Start of Extracted data

impl PoolInner {
    /// Serve one new request: idle connection, new connection, or queue
    fn dispatch(self: &Arc<Self>, waiter: Waiter) {
        let handoff = self.route(&mut self.state.lock(), waiter, false);
        if let Some(handoff) = handoff {
            self.run(handoff);
        }
    }

    /// Decide how to serve `waiter` while the pool lock is held.
    ///
    /// Idle connections are claimed and slots reserved here, so nothing can
    /// slip in between a waiter leaving the queue and being served. A
    /// request that was already queued keeps its place at the front.
    fn route(&self, state: &mut PoolState, waiter: Waiter, queued: bool) -> Option<Handoff> {
        if state.closed {
            return Some(Handoff::Fail(waiter, pool_closed()));
        }

        while let Some(idle) = state.available.pop_front() {
            let connection = idle.into_connection();
            if !connection.is_connected() {
                state.release_slot();
                tracing::debug!(
                    pool_size = state.pool_size,
                    "discarding disconnected idle connection"
                );
                continue;
            }
            return Some(match self.config.connection_test_timeout() {
                Some(timeout) => Handoff::Test(connection, timeout, waiter),
                None => Handoff::Deliver(connection, waiter),
            });
        }

        if state.pool_size < self.config.max_pool_size() {
            // Reserve the slot before the handshake so concurrent requests
            // cannot both see room for one more connection.
            state.pool_size += 1;
            state.connecting += 1;
            return Some(Handoff::Create(waiter));
        }

        if queued {
            state.waiters.push_front(waiter);
        } else {
            state.waiters.push_back(waiter);
        }
        tracing::trace!(waiting = state.waiters.len(), "pool exhausted, request queued");
        None
    }

    /// Route the oldest waiter still listening, if any
    fn serve_next(&self, state: &mut PoolState) -> Option<Handoff> {
        let waiter = state.next_waiter()?;
        self.route(state, waiter, true)
    }

    fn run(self: &Arc<Self>, handoff: Handoff) {
        match handoff {
            Handoff::Deliver(connection, waiter) => self.deliver(connection, waiter),
            Handoff::Test(connection, timeout, waiter) => {
                if spawn(self.clone().test_and_deliver(connection, timeout, waiter)).is_none() {
                    self.state.lock().release_slot();
                }
            }
            Handoff::Create(waiter) => {
                if spawn(self.clone().create_connection(waiter)).is_none() {
                    let mut state = self.state.lock();
                    state.connecting -= 1;
                    state.release_slot();
                }
            }
            Handoff::Fail(waiter, error) => {
                let _ = waiter.send(Err(error));
            }
        }
    }

    /// Hand a connection to its requester, or back to the pool if the
    /// requester stopped waiting
    fn deliver(self: &Arc<Self>, connection: Arc<dyn Connection>, waiter: Waiter) {
        if let Err(Ok(connection)) = waiter.send(Ok(connection)) {
            tracing::debug!("connection requester went away, returning connection");
            self.give_back(connection);
        }
    }

    async fn test_and_deliver(
        self: Arc<Self>,
        connection: Arc<dyn Connection>,
        timeout: Duration,
        waiter: Waiter,
    ) {
        match probe_connection(connection.as_ref(), timeout).await {
            Ok(latency) => {
                tracing::trace!(latency_ms = latency.as_millis() as u64, "connection test passed");
                self.deliver(connection, waiter);
            }
            Err(e) => {
                tracing::info!(error = %e, "connection test failed, dropping connection");
                spawn_disconnect(connection);
                let handoff = {
                    let mut state = self.state.lock();
                    state.release_slot();
                    self.route(&mut state, waiter, true)
                };
                if let Some(handoff) = handoff {
                    self.run(handoff);
                }
            }
        }
    }

    /// Open a connection in an already reserved slot.
    ///
    /// Retries keep the same request, so it never goes back into the queue.
    async fn create_connection(self: Arc<Self>, waiter: Waiter) {
        let mut retries = 0u32;
        let outcome = loop {
            let error = match self.connect_once().await {
                Ok(connection) => break Ok(connection),
                Err(e) => e,
            };

            if self.state.lock().closed {
                break Err(pool_closed());
            }
            if !self.retry.allows_retry(retries) {
                tracing::warn!(error = %error, retries, "giving up on creating connection");
                break Err(error);
            }

            retries += 1;
            tracing::debug!(
                retry = retries,
                max_retries = ?self.retry.max_retries(),
                delay_ms = self.retry.delay().as_millis() as u64,
                "error creating connection, waiting before retry"
            );
            tokio::time::sleep(self.retry.delay()).await;
            if self.state.lock().closed {
                break Err(pool_closed());
            }
        };

        let (result, handoff) = {
            let mut state = self.state.lock();
            state.connecting -= 1;
            match outcome {
                Ok(connection) if !state.closed => (Ok(connection), None),
                Ok(connection) => {
                    state.release_slot();
                    spawn_disconnect(connection);
                    (Err(pool_closed()), None)
                }
                Err(e) => {
                    state.release_slot();
                    (Err(e), self.serve_next(&mut state))
                }
            }
        };

        if let Some(handoff) = handoff {
            self.run(handoff);
        }
        match result {
            Ok(connection) => self.deliver(connection, waiter),
            Err(e) => {
                let _ = waiter.send(Err(e));
            }
        }
    }

    async fn connect_once(&self) -> Result<Arc<dyn Connection>> {
        let connection = self.factory.create().inspect_err(|e| {
            tracing::info!(error = %e, "creating a connection went wrong");
        })?;
        connection.connect().await.inspect_err(|e| {
            tracing::info!(error = %e, "failed to create connection");
        })?;
        Ok(connection)
    }

    fn give_back(self: &Arc<Self>, connection: Arc<dyn Connection>) {
        let handoff = {
            let mut state = self.state.lock();
            if state.closed {
                state.release_slot();
                drop(state);
                spawn_disconnect(connection);
                return;
            }

            if connection.is_connected() {
                let id = state.next_idle_id;
                state.next_idle_id += 1;
                let release_timer = self
                    .config
                    .connection_release_delay()
                    .and_then(|delay| self.schedule_release(id, delay));
                state.available.push_back(IdleConnection {
                    id,
                    connection,
                    release_timer,
                });
            } else {
                state.release_slot();
            }
            self.serve_next(&mut state)
        };

        if let Some(handoff) = handoff {
            self.run(handoff);
        }
    }

    fn schedule_release(self: &Arc<Self>, id: u64, delay: Duration) -> Option<AbortHandle> {
        let pool: Weak<PoolInner> = Arc::downgrade(self);
        spawn(async move {
            tokio::time::sleep(delay).await;
            if let Some(pool) = pool.upgrade() {
                pool.release_idle(id);
            }
        })
    }

    /// Close an idle connection whose release delay expired.
    ///
    /// Does nothing if the connection was taken in the meantime.
    fn release_idle(self: &Arc<Self>, id: u64) {
        let (connection, handoff) = {
            let mut state = self.state.lock();
            let Some(pos) = state.available.iter().position(|idle| idle.id == id) else {
                return;
            };
            let Some(idle) = state.available.remove(pos) else {
                return;
            };
            state.release_slot();
            (idle.connection, self.serve_next(&mut state))
        };

        tracing::debug!("releasing idle connection");
        spawn_disconnect(connection);
        if let Some(handoff) = handoff {
            self.run(handoff);
        }
    }
}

End of Extracted data

## Your objective
Return the material exactly. Leave out no line.

## Problem solution
impl PoolInner {
    /// Serve one new request: idle connection, new connection, or queue
    fn dispatch(self: &Arc<Self>, waiter: Waiter) {
        let handoff = self.route(&mut self.state.lock(), waiter, false);
        if let Some(handoff) = handoff {
            self.run(handoff);
        }
    }

    /// Decide how to serve `waiter` while the pool lock is held.
    ///
    /// Idle connections are claimed and slots reserved here, so nothing can
    /// slip in between a waiter leaving the queue and being served. A
    /// request that was already queued keeps its place at the front.
    fn route(&self, state: &mut PoolState, waiter: Waiter, queued: bool) -> Option<Handoff> {
        if state.closed {
            return Some(Handoff::Fail(waiter, pool_closed()));
        }

        while let Some(idle) = state.available.pop_front() {
            let connection = idle.into_connection();
            if !connection.is_connected() {
                state.release_slot();
                tracing::debug!(
                    pool_size = state.pool_size,
                    "discarding disconnected idle connection"
                );
                continue;
            }
            return Some(match self.config.connection_test_timeout() {
                Some(timeout) => Handoff::Test(connection, timeout, waiter),
                None => Handoff::Deliver(connection, waiter),
            });
        }

        if state.pool_size < self.config.max_pool_size() {
            // Reserve the slot before the handshake so concurrent requests
            // cannot both see room for one more connection.
            state.pool_size += 1;
            state.connecting += 1;
            return Some(Handoff::Create(waiter));
        }

        if queued {
            state.waiters.push_front(waiter);
        } else {
            state.waiters.push_back(waiter);
        }
        tracing::trace!(waiting = state.waiters.len(), "pool exhausted, request queued");
        None
    }

    /// Route the oldest waiter still listening, if any
    fn serve_next(&self, state: &mut PoolState) -> Option<Handoff> {
        let waiter = state.next_waiter()?;
        self.route(state, waiter, true)
    }

    fn run(self: &Arc<Self>, handoff: Handoff) {
        match handoff {
            Handoff::Deliver(connection, waiter) => self.deliver(connection, waiter),
            Handoff::Test(connection, timeout, waiter) => {
                if spawn(self.clone().test_and_deliver(connection, timeout, waiter)).is_none() {
                    self.state.lock().release_slot();
                }
            }
            Handoff::Create(waiter) => {
                if spawn(self.clone().create_connection(waiter)).is_none() {
                    let mut state = self.state.lock();
                    state.connecting -= 1;
                    state.release_slot();
                }
            }
            Handoff::Fail(waiter, error) => {
                let _ = waiter.send(Err(error));
            }
        }
    }

    /// Hand a connection to its requester, or back to the pool if the
    /// requester stopped waiting
    fn deliver(self: &Arc<Self>, connection: Arc<dyn Connection>, waiter: Waiter) {
        if let Err(Ok(connection)) = waiter.send(Ok(connection)) {
            tracing::debug!("connection requester went away, returning connection");
            self.give_back(connection);
        }
    }

    async fn test_and_deliver(
        self: Arc<Self>,
        connection: Arc<dyn Connection>,
        timeout: Duration,
        waiter: Waiter,
    ) {
        match probe_connection(connection.as_ref(), timeout).await {
            Ok(latency) => {
                tracing::trace!(latency_ms = latency.as_millis() as u64, "connection test passed");
                self.deliver(connection, waiter);
            }
            Err(e) => {
                tracing::info!(error = %e, "connection test failed, dropping connection");
                spawn_disconnect(connection);
                let handoff = {
                    let mut state = self.state.lock();
                    state.release_slot();
                    self.route(&mut state, waiter, true)
                };
                if let Some(handoff) = handoff {
                    self.run(handoff);
                }
            }
        }
    }

    /// Open a connection in an already reserved slot.
    ///
    /// Retries keep the same request, so it never goes back into the queue.
    async fn create_connection(self: Arc<Self>, waiter: Waiter) {
        let mut retries = 0u32;
        let outcome = loop {
            let error = match self.connect_once().await {
                Ok(connection) => break Ok(connection),
                Err(e) => e,
            };

            if self.state.lock().closed {
                break Err(pool_closed());
            }
            if !self.retry.allows_retry(retries) {
                tracing::warn!(error = %error, retries, "giving up on creating connection");
                break Err(error);
            }

            retries += 1;
            tracing::debug!(
                retry = retries,
                max_retries = ?self.retry.max_retries(),
                delay_ms = self.retry.delay().as_millis() as u64,
                "error creating connection, waiting before retry"
            );
            tokio::time::sleep(self.retry.delay()).await;
            if self.state.lock().closed {
                break Err(pool_closed());
            }
        };

        let (result, handoff) = {
            let mut state = self.state.lock();
            state.connecting -= 1;
            match outcome {
                Ok(connection) if !state.closed => (Ok(connection), None),
                Ok(connection) => {
                    state.release_slot();
                    spawn_disconnect(connection);
                    (Err(pool_closed()), None)
                }
                Err(e) => {
                    state.release_slot();
                    (Err(e), self.serve_next(&mut state))
                }
            }
        };

        if let Some(handoff) = handoff {
            self.run(handoff);
        }
        match result {
            Ok(connection) => self.deliver(connection, waiter),
            Err(e) => {
                let _ = waiter.send(Err(e));
            }
        }
    }

    async fn connect_once(&self) -> Result<Arc<dyn Connection>> {
        let connection = self.factory.create().inspect_err(|e| {
            tracing::info!(error = %e, "creating a connection went wrong");
        })?;
        connection.connect().await.inspect_err(|e| {
            tracing::info!(error = %e, "failed to create connection");
        })?;
        Ok(connection)
    }

    fn give_back(self: &Arc<Self>, connection: Arc<dyn Connection>) {
        let handoff = {
            let mut state = self.state.lock();
            if state.closed {
                state.release_slot();
                drop(state);
                spawn_disconnect(connection);
                return;
            }

            if connection.is_connected() {
                let id = state.next_idle_id;
                state.next_idle_id += 1;
                let release_timer = self
                    .config
                    .connection_release_delay()
                    .and_then(|delay| self.schedule_release(id, delay));
                state.available.push_back(IdleConnection {
                    id,
                    connection,
                    release_timer,
                });
            } else {
                state.release_slot();
            }
            self.serve_next(&mut state)
        };

        if let Some(handoff) = handoff {
            self.run(handoff);
        }
    }

    fn schedule_release(self: &Arc<Self>, id: u64, delay: Duration) -> Option<AbortHandle> {
        let pool: Weak<PoolInner> = Arc::downgrade(self);
        spawn(async move {
            tokio::time::sleep(delay).await;
            if let Some(pool) = pool.upgrade() {
                pool.release_idle(id);
            }
        })
    }

    /// Close an idle connection whose release delay expired.
    ///
    /// Does nothing if the connection was taken in the meantime.
    fn release_idle(self: &Arc<Self>, id: u64) {
        let (connection, handoff) = {
            let mut state = self.state.lock();
            let Some(pos) = state.available.iter().position(|idle| idle.id == id) else {
                return;
            };
            let Some(idle) = state.available.remove(pos) else {
                return;
            };
            state.release_slot();
            (idle.connection, self.serve_next(&mut state))
        };

        tracing::debug!("releasing idle connection");
        spawn_disconnect(connection);
        if let Some(handoff) = handoff {
            self.run(handoff);
        }
    }
}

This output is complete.